-- ASSIGNMENT --
Until you reach the line containing "let (_, alice)", reproduce each line of the listing exactly, please, and include that line as well.

-- DATA TO PROCESS --
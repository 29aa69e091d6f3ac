//! Collaboration API Tests

use axum::http::StatusCode;
use serde_json::json;

use crate::database::UserRole;
use crate::tests::common::TestApp;

#[tokio::test]
async fn test_missing_note_reads_as_placeholder() {
    let app = TestApp::new().await;
    let (user, token) = app.user("alice", UserRole::Designer).await;

    let (status, body) = app.get("/api/collaboration/notes/weapons", Some(&token)).await;
    assert_eq!(status, StatusCode::OK);
    assert_eq!(body["id"], 0);
    assert_eq!(body["designer_type"], "weapons");
    assert_eq!(body["content"], "");
    assert_eq!(body["created_by_id"], user.id);
    assert!(body["created_by_username"].is_null());
}

#[tokio::test]
async fn test_shared_note_editing() {
    let app = TestApp::new().await;
    let (_, alice) = app.user("alice", UserRole::Designer).await;
    let (_, bob) = app.user("bob", UserRole::Player).await;

    let (status, body) = app
        .post("/api/collaboration/notes/spells", Some(&alice), json!({"content": "mana costs?"}))
        .await;
    assert_eq!(status, StatusCode::OK);
    assert_eq!(body["created_by_username"], "alice");

    let (_, body) = app
        .post("/api/collaboration/notes/spells", Some(&bob), json!({"content": "lower them"}))
        .await;
    assert_eq!(body["content"], "lower them");
    assert_eq!(body["created_by_username"], "alice");
    assert_eq!(body["updated_by_username"], "bob");

    let (_, body) = app.get("/api/collaboration/notes/spells", Some(&alice)).await;
    assert_eq!(body["content"], "lower them");
}

#[tokio::test]
async fn test_unknown_designer_type_rejected() {
    let app = TestApp::new().await;
    let (_, token) = app.user("alice", UserRole::Designer).await;

    let (status, body) = app
        .post("/api/collaboration/notes/dragons", Some(&token), json!({"content": "x"}))
        .await;
    assert_eq!(status, StatusCode::BAD_REQUEST);
    assert!(body["detail"]
        .as_str()
        .unwrap()
        .starts_with("Invalid designer_type: dragons. Must be one of"));
}

#[tokio::test]
async fn test_user_color() {
    let app = TestApp::new().await;
    let (_, token) = app.user("alice", UserRole::Designer).await;

    let (_, body) = app.get("/api/collaboration/user-color", Some(&token)).await;
    assert_eq!(body, json!({"user_color": null}));

    let (status, body) = app
        .put("/api/collaboration/user-color", Some(&token), json!({"user_color": " #4a90e2 "}))
        .await;
    assert_eq!(status, StatusCode::OK);
    assert_eq!(body, json!({"user_color": "#4a90e2"}));

    let (_, body) = app.get("/api/collaboration/user-color", Some(&token)).await;
    assert_eq!(body["user_color"], "#4a90e2");

    let (status, body) = app
        .put("/api/collaboration/user-color", Some(&token), json!({"user_color": "blue"}))
        .await;
    assert_eq!(status, StatusCode::BAD_REQUEST);
    assert_eq!(
        body["detail"],
        "Invalid color format. Must be a hex color (e.g., #4a90e2)"
    );
}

-- ANSWER TO THE PROBLEM --
repository 29aa69e091d6f3ac
//! Collaboration API Tests

use axum::http::StatusCode;
use serde_json::json;

use crate::database::UserRole;
use crate::tests::common::TestApp;

#[tokio::test]
async fn test_missing_note_reads_as_placeholder() {
    let app = TestApp::new().await;
    let (user, token) = app.user("alice", UserRole::Designer).await;

    let (status, body) = app.get("/api/collaboration/notes/weapons", Some(&token)).await;
    assert_eq!(status, StatusCode::OK);
    assert_eq!(body["id"], 0);
    assert_eq!(body["designer_type"], "weapons");
    assert_eq!(body["content"], "");
    assert_eq!(body["created_by_id"], user.id);
    assert!(body["created_by_username"].is_null());
}

#[tokio::test]
async fn test_shared_note_editing() {
    let app = TestApp::new().await;
    let (_, alice) = app.user("alice", UserRole::Designer).await;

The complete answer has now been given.